### WHAT THE TASK ASKS
After locating the line with "lifecycle object, if present." in the data that follows, return it and every later line exactly, up to and including the line with "async fn configure(&self, settings: &RendererSettings)".

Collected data
//! The external handle model.
//!
//! The typesetting runtime is owned by the environment, not by this crate.
//! [`TypesetRuntime`] is the read-only observation surface the gate polls;
//! the two capability traits correspond to the two initialization
//! protocols the known major versions expose:
//!
//! - [`LegacyHub`]: the older line's nested control object with a
//!   configuration call and a processing queue.
//! - [`StartupLifecycle`]: the newer line's startup object with an
//!   awaitable completion signal and a global typeset operation.

use async_trait::async_trait;
use serde::{Deserialize, Serialize};
use serde_json::Value;
use std::fmt;
use std::sync::Arc;

use crate::error::GateError;

/// Renderer choices the gate can apply.
///
/// `HtmlCss` is the accessible output form on the legacy line; `Chtml` is
/// its counterpart on the modern line. Both serialize to the literal the
/// runtime expects in its option map.
#[derive(Debug, Clone, Copy, PartialEq, Eq, Serialize, Deserialize)]
pub enum Renderer {
    #[serde(rename = "HTML-CSS")]
    HtmlCss,
    #[serde(rename = "CHTML")]
    Chtml,
}

impl fmt::Display for Renderer {
    fn fmt(&self, f: &mut fmt::Formatter<'_>) -> fmt::Result {
        match self {
            Renderer::HtmlCss => write!(f, "HTML-CSS"),
            Renderer::Chtml => write!(f, "CHTML"),
        }
    }
}

/// Options pushed at the runtime when a protocol handler fires.
#[derive(Debug, Clone, PartialEq, Eq, Serialize, Deserialize)]
pub struct RendererSettings {
    pub renderer: Renderer,
    /// Legacy line only: suppress the status message strip while
    /// re-rendering. `None` leaves the runtime's own default alone.
    pub message_style: Option<String>,
}

impl RendererSettings {
    /// Accessible settings for the legacy protocol.
    pub fn legacy() -> Self {
        RendererSettings {
            renderer: Renderer::HtmlCss,
            message_style: Some("none".to_string()),
        }
    }

    /// Accessible settings for the modern protocol.
    pub fn modern() -> Self {
        RendererSettings {
            renderer: Renderer::Chtml,
            message_style: None,
        }
    }
}

/// The externally-owned typesetting runtime handle.
///
/// Accessors may fail: the underlying object belongs to foreign code and a
/// property read can throw there. Such failures surface as
/// [`GateError::HandleInspection`] and the gate treats the handle as
/// unrecognizable rather than guessing.
pub trait TypesetRuntime: Send + Sync {
    /// The version-identifying field, if the runtime exposes one.
    fn version(&self) -> Result<Option<String>, GateError>;

    /// Legacy-protocol marker: the hub control object, if present.
    fn legacy_hub(&self) -> Option<Arc<dyn LegacyHub>>;

    /// Modern-protocol marker: the startup lifecycle object, if present.
    fn startup(&self) -> Option<Arc<dyn StartupLifecycle>>;

    /// Structural self-description used in debug diagnostics and in the
    /// unrecognized-shape log line.
    fn describe(&self) -> Value;
}

/// Legacy (older major version) control object.
#[async_trait]
pub trait LegacyHub: Send + Sync {
    /// Set the renderer-selection options.
    async fn configure(&self, settings: &RendererSettings) -> Result<(), GateError>;

    /// Push a re-render request onto the hub's processing queue.
    async fn enqueue_rerender(&self) -> Result<(), GateError>;
}

/// Modern (newer major version) startup lifecycle object.
#[async_trait]
pub trait StartupLifecycle: Send + Sync {
    /// Resolves once the runtime finishes its own startup sequence.
    async fn ready(&self) -> Result<(), GateError>;

    /// Global re-typeset operation. Must only be invoked after [`ready`]
    /// has resolved.
    ///
    /// [`ready`]: StartupLifecycle::ready
    async fn typeset(&self) -> Result<(), GateError>;
}

#[cfg(test)]
mod tests {
    use super::*;

    #[test]
    fn test_renderer_serializes_to_runtime_literals() {
        assert_eq!(
            serde_json::to_string(&Renderer::HtmlCss).unwrap(),
            "\"HTML-CSS\""
        );
        assert_eq!(serde_json::to_string(&Renderer::Chtml).unwrap(), "\"CHTML\"");
        assert_eq!(Renderer::HtmlCss.to_string(), "HTML-CSS");
    }

    #[test]
    fn test_accessible_settings_per_protocol() {
        let legacy = RendererSettings::legacy();
        assert_eq!(legacy.renderer, Renderer::HtmlCss);
        assert_eq!(legacy.message_style.as_deref(), Some("none"));

        let modern = RendererSettings::modern();
        assert_eq!(modern.renderer, Renderer::Chtml);
        assert!(modern.message_style.is_none());
    }
}
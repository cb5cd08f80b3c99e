//! Gate configuration.

use serde::{Deserialize, Serialize};

/// Tuning knobs for detection and pre-load behavior.
///
/// All fields have defaults matching the values the gate ships with, so a
/// partially-specified serialized config deserializes cleanly.
#[derive(Debug, Clone, Serialize, Deserialize)]
pub struct GateConfig {
    /// Delay between poll attempts.
    #[serde(default = "default_poll_interval_ms")]
    pub poll_interval_ms: u64,
    /// Overall detection budget; polling stops once this is exhausted.
    #[serde(default = "default_max_wait_time_ms")]
    pub max_wait_time_ms: u64,
    /// Pre-load mode: delay before the one-shot unknown-version check.
    #[serde(default = "default_unknown_watchdog_ms")]
    pub unknown_watchdog_ms: u64,
    /// When true, log the detected handle's structural self-description.
    #[serde(default)]
    pub debug: bool,
    /// Exact version literal required for the legacy protocol; `None`
    /// accepts any handle exposing the legacy hub markers.
    #[serde(default)]
    pub expected_version: Option<String>,
    /// Storage key holding the user's saved renderer preference.
    #[serde(default = "default_settings_key")]
    pub settings_key: String,
}

fn default_poll_interval_ms() -> u64 {
    100
}

fn default_max_wait_time_ms() -> u64 {
    10_000
}

fn default_unknown_watchdog_ms() -> u64 {
    2_000
}

fn default_settings_key() -> String {
    "MathJax-Menu-Settings".to_string()
}

impl Default for GateConfig {
    fn default() -> Self {
        GateConfig {
            poll_interval_ms: default_poll_interval_ms(),
            max_wait_time_ms: default_max_wait_time_ms(),
            unknown_watchdog_ms: default_unknown_watchdog_ms(),
            debug: false,
            expected_version: None,
            settings_key: default_settings_key(),
        }
    }
}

### TASK RESPONSE
    /// Modern-protocol marker: the startup lifecycle object, if present.
    fn startup(&self) -> Option<Arc<dyn StartupLifecycle>>;

    /// Structural self-description used in debug diagnostics and in the
    /// unrecognized-shape log line.
    fn describe(&self) -> Value;
}

/// Legacy (older major version) control object.
#[async_trait]
pub trait LegacyHub: Send + Sync {
    /// Set the renderer-selection options.
    async fn configure(&self, settings: &RendererSettings) -> Result<(), GateError>;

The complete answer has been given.